The Vatican and St. Peter's Basilica. Home of the Pope and origin of the Catholic faith.
Did you know it is its own country? The history that has taken place, right here in this piazza, is mindblowing. Kings, rulers, both made and broken. Oh, if stones could talk!
This was the walkway OUTSIDE. We stood for a few minutes waiting to enter, struggling to take in the intricacies of the ceiling.....breathtaking......
The Pieta (which means Piety) by Michelangelo greeted us we stepped inside St. Peter's After catching my breath at what I was beholding with my own eyes, the most famous of cathedrals, I found her. I could have gazed at this work for days and not taken it all in. It is housed behind glass, so the photo is not the best and doesn't do it justice. It is incredible. I guess I can relate to Mary's tenderness as she holds her limp Son. It looks so real. You can see the veins on His feet and just feel her brokenness. Can't you just sense her thoughts as she questions the Master Plan? Don't we all?
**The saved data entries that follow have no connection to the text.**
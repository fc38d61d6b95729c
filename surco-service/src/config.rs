//! Service Configuration
//!
//! Loaded from environment variables with defaults suited to development.

use serde::{Deserialize, Serialize};
use std::fmt::Display;
use std::path::PathBuf;
use std::str::FromStr;
use surco_context::ContextConfig;
use surco_core::ConfigError;
use surco_ratelimit::{RateWindow, RateWindowConfig, GENERATE_ENDPOINT, SAVE_ENDPOINT};
use surco_strategy::StrategyEngineConfig;

pub const DEFAULT_DOCS_DIR: &str = "docs";

/// Output format of the fmt layer.
#[derive(Debug, Clone, Copy, PartialEq, Eq, Default, Serialize, Deserialize)]
#[serde(rename_all = "snake_case")]
pub enum LogFormat {
    #[default]
    Json,
    Compact,
}

impl FromStr for LogFormat {
    type Err = ConfigError;

    fn from_str(s: &str) -> Result<Self, Self::Err> {
        match s.trim().to_lowercase().as_str() {
            "json" => Ok(Self::Json),
            "compact" | "text" => Ok(Self::Compact),
            other => Err(ConfigError::InvalidValue {
                field: "SURCO_LOG_FORMAT".to_string(),
                value: other.to_string(),
                reason: "expected \"json\" or \"compact\"".to_string(),
            }),
        }
    }
}

#[derive(Debug, Clone, PartialEq, Serialize, Deserialize)]
pub struct ServiceConfig {
    /// Directory holding the `durango-*.md` sector documents
    pub docs_dir: PathBuf,
    pub rate_limits: RateWindowConfig,
    pub strategy: StrategyEngineConfig,
    pub context: ContextConfig,
    pub log_format: LogFormat,
}

impl Default for ServiceConfig {
    fn default() -> Self {
        Self {
            docs_dir: PathBuf::from(DEFAULT_DOCS_DIR),
            rate_limits: RateWindowConfig::default(),
            strategy: StrategyEngineConfig::default(),
            context: ContextConfig::default(),
            log_format: LogFormat::default(),
        }
    }
}

impl ServiceConfig {
    /// Create ServiceConfig from environment variables.
    ///
    /// Environment variables:
    /// - `SURCO_DOCS_DIR`: Sector documents directory (default: docs)
    /// - `SURCO_RATE_LIMIT_GENERATE_MAX`: /generate quota (default: 20)
    /// - `SURCO_RATE_LIMIT_GENERATE_WINDOW_SECS`: /generate window (default: 3600)
    /// - `SURCO_RATE_LIMIT_SAVE_MAX`: /save quota (default: 100)
    /// - `SURCO_RATE_LIMIT_SAVE_WINDOW_SECS`: /save window (default: 3600)
    /// - `SURCO_STRATEGY_MODEL`: Model for strategy decisions
    /// - `SURCO_STRATEGY_MAX_TOKENS`: Output bound (default: 512)
    /// - `SURCO_STRATEGY_TEMPERATURE`: Sampling temperature (default: 0.7)
    /// - `SURCO_LOG_FORMAT`: "json" or "compact" (default: json)
    pub fn from_env() -> Result<Self, ConfigError> {
        Self::from_lookup(|key| std::env::var(key).ok())
    }

    /// Build from an arbitrary variable source. Unset variables take defaults.
    pub fn from_lookup<F>(lookup: F) -> Result<Self, ConfigError>
    where
        F: Fn(&str) -> Option<String>,
    {
        let defaults = Self::default();
        let default_generate = window_or(&defaults.rate_limits, GENERATE_ENDPOINT, 20, 3600);
        let default_save = window_or(&defaults.rate_limits, SAVE_ENDPOINT, 100, 3600);

        let generate = RateWindow {
            max_requests: parse_var(&lookup, "SURCO_RATE_LIMIT_GENERATE_MAX", default_generate.max_requests)?,
            window_seconds: parse_var(
                &lookup,
                "SURCO_RATE_LIMIT_GENERATE_WINDOW_SECS",
                default_generate.window_seconds,
            )?,
            discipline: default_generate.discipline,
        };
        let save = RateWindow {
            max_requests: parse_var(&lookup, "SURCO_RATE_LIMIT_SAVE_MAX", default_save.max_requests)?,
            window_seconds: parse_var(
                &lookup,
                "SURCO_RATE_LIMIT_SAVE_WINDOW_SECS",
                default_save.window_seconds,
            )?,
            discipline: default_save.discipline,
        };

        let strategy = StrategyEngineConfig {
            model: lookup("SURCO_STRATEGY_MODEL")
                .map(|s| s.trim().to_string())
                .unwrap_or(defaults.strategy.model),
            max_tokens: parse_var(&lookup, "SURCO_STRATEGY_MAX_TOKENS", defaults.strategy.max_tokens)?,
            temperature: parse_var(
                &lookup,
                "SURCO_STRATEGY_TEMPERATURE",
                defaults.strategy.temperature,
            )?,
        };

        Ok(Self {
            docs_dir: lookup("SURCO_DOCS_DIR")
                .map(PathBuf::from)
                .unwrap_or(defaults.docs_dir),
            rate_limits: RateWindowConfig::empty()
                .with_window(GENERATE_ENDPOINT, generate)
                .with_window(SAVE_ENDPOINT, save),
            strategy,
            context: defaults.context,
            log_format: parse_var(&lookup, "SURCO_LOG_FORMAT", defaults.log_format)?,
        })
    }

    /// Reject configurations the service cannot run with.
    pub fn validate(&self) -> Result<(), ConfigError> {
        self.rate_limits.validate()?;

        if self.strategy.model.is_empty() {
            return Err(ConfigError::MissingRequired {
                field: "strategy.model".to_string(),
            });
        }
        if self.strategy.max_tokens == 0 {
            return Err(ConfigError::InvalidValue {
                field: "strategy.max_tokens".to_string(),
                value: "0".to_string(),
                reason: "must be at least 1".to_string(),
            });
        }
        if !(0.0..=1.0).contains(&self.strategy.temperature) {
            return Err(ConfigError::InvalidValue {
                field: "strategy.temperature".to_string(),
                value: self.strategy.temperature.to_string(),
                reason: "must be between 0.0 and 1.0".to_string(),
            });
        }
        if self.context.excerpt_chars == 0 {
            return Err(ConfigError::InvalidValue {
                field: "context.excerpt_chars".to_string(),
                value: "0".to_string(),
                reason: "must be at least 1".to_string(),
            });
        }
        Ok(())
    }
}

fn window_or(config: &RateWindowConfig, endpoint: &str, max: u32, secs: u64) -> RateWindow {
    config
        .get(endpoint)
        .copied()
        .unwrap_or_else(|| RateWindow::new(max, secs))
}

fn parse_var<T, F>(lookup: &F, key: &str, default: T) -> Result<T, ConfigError>
where
    T: FromStr,
    T::Err: Display,
    F: Fn(&str) -> Option<String>,
{
    match lookup(key) {
        None => Ok(default),
        Some(raw) => raw.trim().parse().map_err(|e: T::Err| ConfigError::InvalidValue {
            field: key.to_string(),
            value: raw.clone(),
            reason: e.to_string(),
        }),
    }
}

#[cfg(test)]
mod tests {
    use super::*;
    use std::collections::HashMap;
    use surco_ratelimit::QuotaDiscipline;

    fn lookup(vars: &[(&str, &str)]) -> impl Fn(&str) -> Option<String> {
        let map: HashMap<String, String> = vars
            .iter()
            .map(|(k, v)| (k.to_string(), v.to_string()))
            .collect();
        move |key: &str| map.get(key).cloned()
    }

    #[test]
    fn test_defaults_when_unset() {
        let config = ServiceConfig::from_lookup(lookup(&[])).unwrap();
        assert_eq!(config, ServiceConfig::default());
        assert_eq!(config.rate_limits.get(GENERATE_ENDPOINT).unwrap().max_requests, 20);
        assert_eq!(config.strategy.model, "claude-sonnet-4-20250514");
        assert_eq!(config.log_format, LogFormat::Json);
        assert!(config.validate().is_ok());
    }

    #[test]
    fn test_overrides() {
        let config = ServiceConfig::from_lookup(lookup(&[
            ("SURCO_DOCS_DIR", "/srv/docs"),
            ("SURCO_RATE_LIMIT_GENERATE_MAX", "5"),
            ("SURCO_RATE_LIMIT_SAVE_WINDOW_SECS", "600"),
            ("SURCO_STRATEGY_TEMPERATURE", "0.2"),
            ("SURCO_LOG_FORMAT", "compact"),
        ]))
        .unwrap();

        assert_eq!(config.docs_dir, PathBuf::from("/srv/docs"));
        let generate = config.rate_limits.get(GENERATE_ENDPOINT).unwrap();
        assert_eq!(generate.max_requests, 5);
        assert_eq!(generate.window_seconds, 3600);
        assert_eq!(generate.discipline, QuotaDiscipline::RecordOnAdmit);
        assert_eq!(config.rate_limits.get(SAVE_ENDPOINT).unwrap().window_seconds, 600);
        assert!((config.strategy.temperature - 0.2).abs() < f32::EPSILON);
        assert_eq!(config.log_format, LogFormat::Compact);
    }

    #[test]
    fn test_malformed_number_is_invalid_value() {
        let err = ServiceConfig::from_lookup(lookup(&[("SURCO_RATE_LIMIT_SAVE_MAX", "cien")]))
            .unwrap_err();
        match err {
            ConfigError::InvalidValue { field, value, .. } => {
                assert_eq!(field, "SURCO_RATE_LIMIT_SAVE_MAX");
                assert_eq!(value, "cien");
            }
            other => panic!("unexpected error: {:?}", other),
        }
    }

    #[test]
    fn test_unknown_log_format() {
        assert!(ServiceConfig::from_lookup(lookup(&[("SURCO_LOG_FORMAT", "xml")])).is_err());
    }

    #[test]
    fn test_validate_rejects_zero_quota() {
        let config =
            ServiceConfig::from_lookup(lookup(&[("SURCO_RATE_LIMIT_GENERATE_MAX", "0")])).unwrap();
        assert!(config.validate().is_err());
    }

    #[test]
    fn test_validate_rejects_oversized_window_from_env() {
        let config = ServiceConfig::from_lookup(lookup(&[(
            "SURCO_RATE_LIMIT_GENERATE_WINDOW_SECS",
            "10000000000000000",
        )]))
        .unwrap();
        match config.validate().unwrap_err() {
            ConfigError::InvalidValue { field, .. } => {
                assert_eq!(field, "rate_limit[/generate].window_seconds");
            }
            other => panic!("unexpected error: {:?}", other),
        }
    }

    #[test]
    fn test_validate_rejects_temperature_out_of_range() {
        let mut config = ServiceConfig::default();
        config.strategy.temperature = 1.5;
        let err = config.validate().unwrap_err();
        assert!(err.to_string().contains("strategy.temperature"));
    }

    #[test]
    fn test_validate_rejects_empty_model() {
        let config = ServiceConfig::from_lookup(lookup(&[("SURCO_STRATEGY_MODEL", "  ")])).unwrap();
        assert!(matches!(
            config.validate(),
            Err(ConfigError::MissingRequired { .. })
        ));
    }
}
Don't we question and argue with the Master and really, we just can't see the end of the story? We aren't seated high enough to see the big picture.
Ok. Here it is.
After following the maze of signs and endless, nondescript corridors, the visitor finally happens upon the Sistine Chapel.
And, compared to the grand St. Peter's, it is but a chapel in regard to size. Surprising! I had heard that photos were forbidden, but upon entering, we found a whole room full of photo-snapping tourists. Flashes and all. No one said anything (until we were about to leave), but I did turn off my flash so as not to personally contribute to the demise of this great work.
The various scenes that Michelangelo depicted are all the Biblical stories, beginning with Creation.
This has to be my favorite. God reaching for Adam. Stretching toward him. Yearning for his fellowship. And Adam is just a little nonchalant.
A little convicting.
The Comedian hams it up and I find it funny to watch people stare at the ceiling. The Dad and the oldest share a downloaded podcast explaining the history of it. The 9 Euros spent here sure beat the 150 (Euros = $225 American) we could have forked over for a tour for 6.
Hundreds of people jam into the chapel and, fittingly, no pews or chairs fill its space, I'm sure, to allow more room for bodies. All gaping overhead.
No one looks at the floor. I felt sorry for it, as it was also beautifully interesting with intricate tilework. So I thought I'd show it to you as well.